To analyze the trends of winds, the fifth generation of European Center for Medium-Range Weather Forecasts atmospheric reanalysis of the global climate (ERA5) data were adopted from Copernicus Climate Change Service (https://cds.climate.copernicus.eu/) (Hersbach et al., 2020). The ERA5 product has a spatial resolution of a quarter degree. Atmospheric changes are much faster than the ocean, so we smoothed the wind with a 365-days moving mean before the regression analysis. This procedure only affected the statistical significance, while the trend itself was insensitive to the smoothing as we tested.

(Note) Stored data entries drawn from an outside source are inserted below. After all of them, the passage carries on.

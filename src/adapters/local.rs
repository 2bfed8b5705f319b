use crate::domain::ports::{ImageLibrary, TableStore};
use crate::utils::error::{RecordsError, Result};
use std::fs;
use std::path::{Path, PathBuf};

pub const BACKUP_SUFFIX: &str = ".backup";

/// Tables stored as files under one directory.
///
/// Overwriting an existing file first copies it to `<file>.backup`.
#[derive(Debug, Clone)]
pub struct LocalTableStore {
    base_path: PathBuf,
    backups: bool,
}

impl LocalTableStore {
    pub fn new(base_path: impl Into<PathBuf>) -> Self {
        Self {
            base_path: base_path.into(),
            backups: true,
        }
    }

    /// Store for generated files (reports) that are never backed up.
    pub fn without_backups(base_path: impl Into<PathBuf>) -> Self {
        Self {
            base_path: base_path.into(),
            backups: false,
        }
    }

    pub fn base_path(&self) -> &Path {
        &self.base_path
    }

    fn full_path(&self, name: &str) -> PathBuf {
        self.base_path.join(name)
    }
}

impl TableStore for LocalTableStore {
    fn exists(&self, name: &str) -> bool {
        self.full_path(name).is_file()
    }

    fn read_text(&self, name: &str) -> Result<String> {
        let full_path = self.full_path(name);
        if !full_path.is_file() {
            return Err(RecordsError::MissingInput {
                path: full_path.display().to_string(),
            });
        }
        Ok(fs::read_to_string(full_path)?)
    }

    fn write_text(&self, name: &str, content: &str) -> Result<()> {
        let full_path = self.full_path(name);

        if let Some(parent) = full_path.parent() {
            fs::create_dir_all(parent)?;
        }

        if self.backups && full_path.is_file() {
            let mut backup = full_path.clone().into_os_string();
            backup.push(BACKUP_SUFFIX);
            fs::copy(&full_path, &backup)?;
            tracing::debug!("Backup created: {}", PathBuf::from(backup).display());
        }

        fs::write(&full_path, content)?;
        tracing::debug!("Wrote {} ({} bytes)", full_path.display(), content.len());
        Ok(())
    }
}

/// Monument images laid out as `<base>/<yard folder>/<file>`.
#[derive(Debug, Clone)]
pub struct LocalImageLibrary {
    base_path: PathBuf,
}

impl LocalImageLibrary {
    pub fn new(base_path: impl Into<PathBuf>) -> Self {
        Self {
            base_path: base_path.into(),
        }
    }
}

impl ImageLibrary for LocalImageLibrary {
    fn folder_exists(&self, folder: &str) -> bool {
        self.base_path.join(folder).is_dir()
    }

    fn list(&self, folder: &str) -> Result<Vec<String>> {
        let folder_path = self.base_path.join(folder);
        if !folder_path.is_dir() {
            return Ok(Vec::new());
        }

        let mut names = Vec::new();
        for entry in fs::read_dir(folder_path)? {
            let entry = entry?;
            if entry.file_type()?.is_file() {
                match entry.file_name().into_string() {
                    Ok(name) => names.push(name),
                    Err(raw) => tracing::warn!(
                        "Skipping file with a non UTF-8 name in {}: {}",
                        folder,
                        raw.to_string_lossy()
                    ),
                }
            }
        }
        names.sort();
        Ok(names)
    }

    fn contains(&self, folder: &str, file: &str) -> bool {
        self.base_path.join(folder).join(file).is_file()
    }

    fn rename(&self, folder: &str, from: &str, to: &str) -> Result<()> {
        let folder_path = self.base_path.join(folder);
        let target = folder_path.join(to);
        if target.exists() {
            return Err(RecordsError::ValidationError {
                message: format!("Cannot rename {} to {}: target exists", from, target.display()),
            });
        }
        fs::rename(folder_path.join(from), target)?;
        Ok(())
    }
}
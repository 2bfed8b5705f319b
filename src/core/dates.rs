//! Free-text dates from occupants.csv.

use chrono::NaiveDate;
use regex::Regex;
use std::sync::LazyLock;

static MONTH_DAY_YEAR: LazyLock<Regex> =
    LazyLock::new(|| Regex::new(r"^(\d{1,2})/(\d{1,2})/(\d{4})$").unwrap());
static MONTH_DAY_SHORT_YEAR: LazyLock<Regex> =
    LazyLock::new(|| Regex::new(r"^(\d{1,2})/(\d{1,2})/(\d{2})$").unwrap());
static YEAR_ONLY: LazyLock<Regex> = LazyLock::new(|| Regex::new(r"^(\d{4})$").unwrap());
static MONTH_YEAR: LazyLock<Regex> =
    LazyLock::new(|| Regex::new(r"^(\d{1,2})/(\d{4})$").unwrap());

const DAYS_PER_YEAR: f64 = 365.25;

/// Parse `M/D/YYYY`, `M/D/YY`, `YYYY` or `M/YYYY`. Partial dates fall on the first
/// day of the month or year. Returns `None` for anything else, including impossible dates.
pub fn parse_loose_date(raw: &str) -> Option<NaiveDate> {
    let value = raw.trim();
    if value.is_empty() {
        return None;
    }

    let num = |s: &str| s.parse::<u32>().ok();

    if let Some(c) = MONTH_DAY_YEAR.captures(value) {
        return NaiveDate::from_ymd_opt(c[3].parse().ok()?, num(&c[1])?, num(&c[2])?);
    }
    if let Some(c) = MONTH_DAY_SHORT_YEAR.captures(value) {
        return NaiveDate::from_ymd_opt(expand_short_year(num(&c[3])?), num(&c[1])?, num(&c[2])?);
    }
    if let Some(c) = YEAR_ONLY.captures(value) {
        return NaiveDate::from_ymd_opt(c[1].parse().ok()?, 1, 1);
    }
    if let Some(c) = MONTH_YEAR.captures(value) {
        return NaiveDate::from_ymd_opt(c[2].parse().ok()?, num(&c[1])?, 1);
    }

    None
}

/// Two-digit years: 69-99 are 1900s, 00-68 are 2000s.
fn expand_short_year(yy: u32) -> i32 {
    let yy = yy as i32;
    if yy >= 69 {
        1900 + yy
    } else {
        2000 + yy
    }
}

/// Age in fractional years between two dates.
pub fn age_in_years(birth: NaiveDate, death: NaiveDate) -> f64 {
    (death - birth).num_days() as f64 / DAYS_PER_YEAR
}
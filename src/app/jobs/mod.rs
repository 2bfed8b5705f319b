pub mod burial_status;
pub mod headers;
pub mod lot_status;
pub mod missing_images;
pub mod orphaned_images;
pub mod plot_images;
pub mod reports;
pub mod validation;
pub mod veterans;

pub use burial_status::UpdateBurialStatusJob;
pub use headers::FixCsvHeadersJob;
pub use lot_status::FixLotStatusJob;
pub use missing_images::CleanupMissingImagesJob;
pub use orphaned_images::MatchOrphanedImagesJob;
pub use plot_images::UpdatePlotImagesJob;
pub use reports::{MissingDatesReport, OldestAtDeathReport, OldestBurialsReport};
pub use validation::ValidateDataJob;
pub use veterans::{AddVeteranColumnJob, FixVeteranSuffixesJob};

pub(crate) const WIDTH: usize = 100;

pub(crate) fn rule(ch: char) -> String {
    std::iter::repeat(ch).take(WIDTH).collect()
}

pub(crate) fn banner(lines: &mut Vec<String>, title: &str) {
    lines.push(rule('='));
    lines.push(title.to_string());
    lines.push(rule('='));
}

pub(crate) fn section(lines: &mut Vec<String>, title: &str) {
    lines.push(title.to_string());
    lines.push(rule('-'));
}

/// Order-preserving de-duplication.
pub(crate) fn dedup_preserving_order(items: Vec<String>) -> Vec<String> {
    let mut seen = std::collections::HashSet::new();
    items
        .into_iter()
        .filter(|item| seen.insert(item.clone()))
        .collect()
}
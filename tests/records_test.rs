use anyhow::Result;
use cemetery_records::app::jobs::{
    AddVeteranColumnJob, FixCsvHeadersJob, FixVeteranSuffixesJob, OldestAtDeathReport,
    UpdateBurialStatusJob, ValidateDataJob,
};
use cemetery_records::utils::validation::Validate;
use cemetery_records::{JobRunner, LocalTableStore, RecordsConfig, RunMode};
use std::fs;
use tempfile::TempDir;

const CONFIG: &str = r#"
[paths]
data_dir = "records"
reports_dir = "out"

[burial_status]
cremations = ["Dorothy Atwood"]
vaults = ["Libby Judkins", "Dorothy Atwood"]
"#;

const OCCUPANTS: &str = "lot_id,name,status,birth_date,death_date\n\
                         CYA1-L1,Dorothy Atwood,Occupant,1/1/1900,1/1/1990\n\
                         CYA1-L2,Libby Judkins,Occupant,5/5/1920,\n\
                         CYA1-L3,John Q. Adams Jr.,Occupant,7/4/1890,7/4/1975\n";

const LOTS: &str = "lot_id,plot_id,lot_number,purchased_rights,remaining_rights,status\n\
                    CYA1-L1,CYA1,1,1,0,Fully Occupied\n\
                    CYA1-L2,CYA1,2,1,0,Fully Occupied\n\
                    CYA1-L3,CYA1,3,1,0,Fully Occupied\n\
                    CYA1-L4,CYA1,4,0,0,Available\n";

const VETERANS: &str = "First Name,Middle Name/Initial,Last Name,Branch,Service Period\n\
                        John,Q. Jr.,Adams,Army,WWI\n";

fn setup() -> Result<(TempDir, RecordsConfig)> {
    let dir = TempDir::new()?;
    let config_path = dir.path().join("cemetery.toml");
    fs::write(&config_path, CONFIG)?;
    let config = RecordsConfig::from_file(&config_path)?;
    config.validate()?;

    let data = config.data_dir(dir.path());
    fs::create_dir_all(&data)?;
    fs::write(data.join("occupants.csv"), OCCUPANTS)?;
    fs::write(data.join("lots.csv"), LOTS)?;
    fs::write(data.join("veterans.csv"), VETERANS)?;
    fs::write(data.join("available_lots.csv"), "plot_id,lots_available\nCYA1,4\n")?;
    Ok((dir, config))
}

fn data(dir: &TempDir, config: &RecordsConfig) -> LocalTableStore {
    LocalTableStore::new(config.data_dir(dir.path()))
}

fn reports(dir: &TempDir, config: &RecordsConfig) -> LocalTableStore {
    LocalTableStore::without_backups(config.reports_dir(dir.path()))
}

#[test]
fn test_burial_status_from_config_lists() -> Result<()> {
    let (dir, config) = setup()?;
    let job = UpdateBurialStatusJob::new(
        data(&dir, &config),
        config.burial_status.clone(),
        config.tables.clone(),
    );
    JobRunner::new(job, RunMode::Apply).run()?;

    let occupants = fs::read_to_string(dir.path().join("records/occupants.csv"))?;
    assert!(occupants.contains("CYA1-L1,Dorothy Atwood,Cremation"));
    assert!(occupants.contains("CYA1-L2,Libby Judkins,Vault"));
    assert!(dir.path().join("records/occupants.csv.backup").exists());
    Ok(())
}

#[test]
fn test_veteran_pipeline() -> Result<()> {
    let (dir, config) = setup()?;
    JobRunner::new(
        FixVeteranSuffixesJob::new(data(&dir, &config), config.tables.clone()),
        RunMode::Apply,
    )
    .run()?;
    JobRunner::new(
        AddVeteranColumnJob::new(data(&dir, &config), config.tables.clone()),
        RunMode::Apply,
    )
    .run()?;

    let occupants = fs::read_to_string(dir.path().join("records/occupants.csv"))?;
    assert!(occupants.starts_with("lot_id,name,status,veteran,birth_date,death_date\n"));
    assert!(occupants.contains("CYA1-L3,John Q. Adams Jr.,Occupant,Yes,7/4/1890,7/4/1975"));
    assert!(occupants.contains("CYA1-L1,Dorothy Atwood,Occupant,,1/1/1900,1/1/1990"));
    Ok(())
}

#[test]
fn test_validate_data_writes_json_report() -> Result<()> {
    let (dir, config) = setup()?;
    let job = ValidateDataJob::new(
        data(&dir, &config),
        reports(&dir, &config),
        config.reference_data().yards,
    );
    let outcome = JobRunner::new(job, RunMode::Report).run()?;
    assert!(outcome.applied);
    assert_eq!(outcome.changes, 0);

    let json: serde_json::Value =
        serde_json::from_str(&fs::read_to_string(dir.path().join("out/validation_report.json"))?)?;
    assert_eq!(json["summary"]["total_lots"], 4);
    assert_eq!(json["status_mismatches"].as_array().map(Vec::len), Some(0));
    Ok(())
}

#[test]
fn test_report_files_land_in_reports_dir() -> Result<()> {
    let (dir, config) = setup()?;
    let job = OldestAtDeathReport::new(data(&dir, &config), reports(&dir, &config));
    JobRunner::new(job, RunMode::Report).run()?;

    let text = fs::read_to_string(dir.path().join("out/oldest_at_death_report.txt"))?;
    let word = fs::read_to_string(dir.path().join("out/oldest_at_death_report_for_word.txt"))?;
    assert!(text.contains("Total occupants with both dates: 2"));
    assert!(word.contains("1\tCYA1-L1\tDorothy Atwood\t90.0\t1/1/1900\t1/1/1990"));
    Ok(())
}

#[test]
fn test_fix_csv_headers_round_trip() -> Result<()> {
    let (dir, config) = setup()?;
    let lots_path = dir.path().join("records/lots.csv");
    let mut lines: Vec<&str> = LOTS.lines().collect();
    lines.rotate_left(1);
    fs::write(&lots_path, lines.join("\n"))?;

    let outcome = JobRunner::new(FixCsvHeadersJob::new(data(&dir, &config)), RunMode::Apply).run()?;
    assert_eq!(outcome.changes, 1);
    assert_eq!(fs::read_to_string(&lots_path)?, LOTS);
    Ok(())
}
// Adapters layer: filesystem implementations of the domain ports.

pub mod local;

#[cfg(test)]
pub mod memory;

pub use local::{LocalImageLibrary, LocalTableStore};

QR can be seen as an extension of the classic least-square regression, which was developed in economics firstly (Bassett and Koenker, 1978). The trends obtained by the classic least squares model (LSM) only reflect the least-square fit to the data, i.e., the average of trends, while QR can calculate trends for individual quantiles of the population. Mathematically, in LSM, the dependent variable represented by $ y $ is linearly related to time t, then the simplest form is y=kt+b. So, we can express yi as $\ f(k,b,{t_i}) $ point by point.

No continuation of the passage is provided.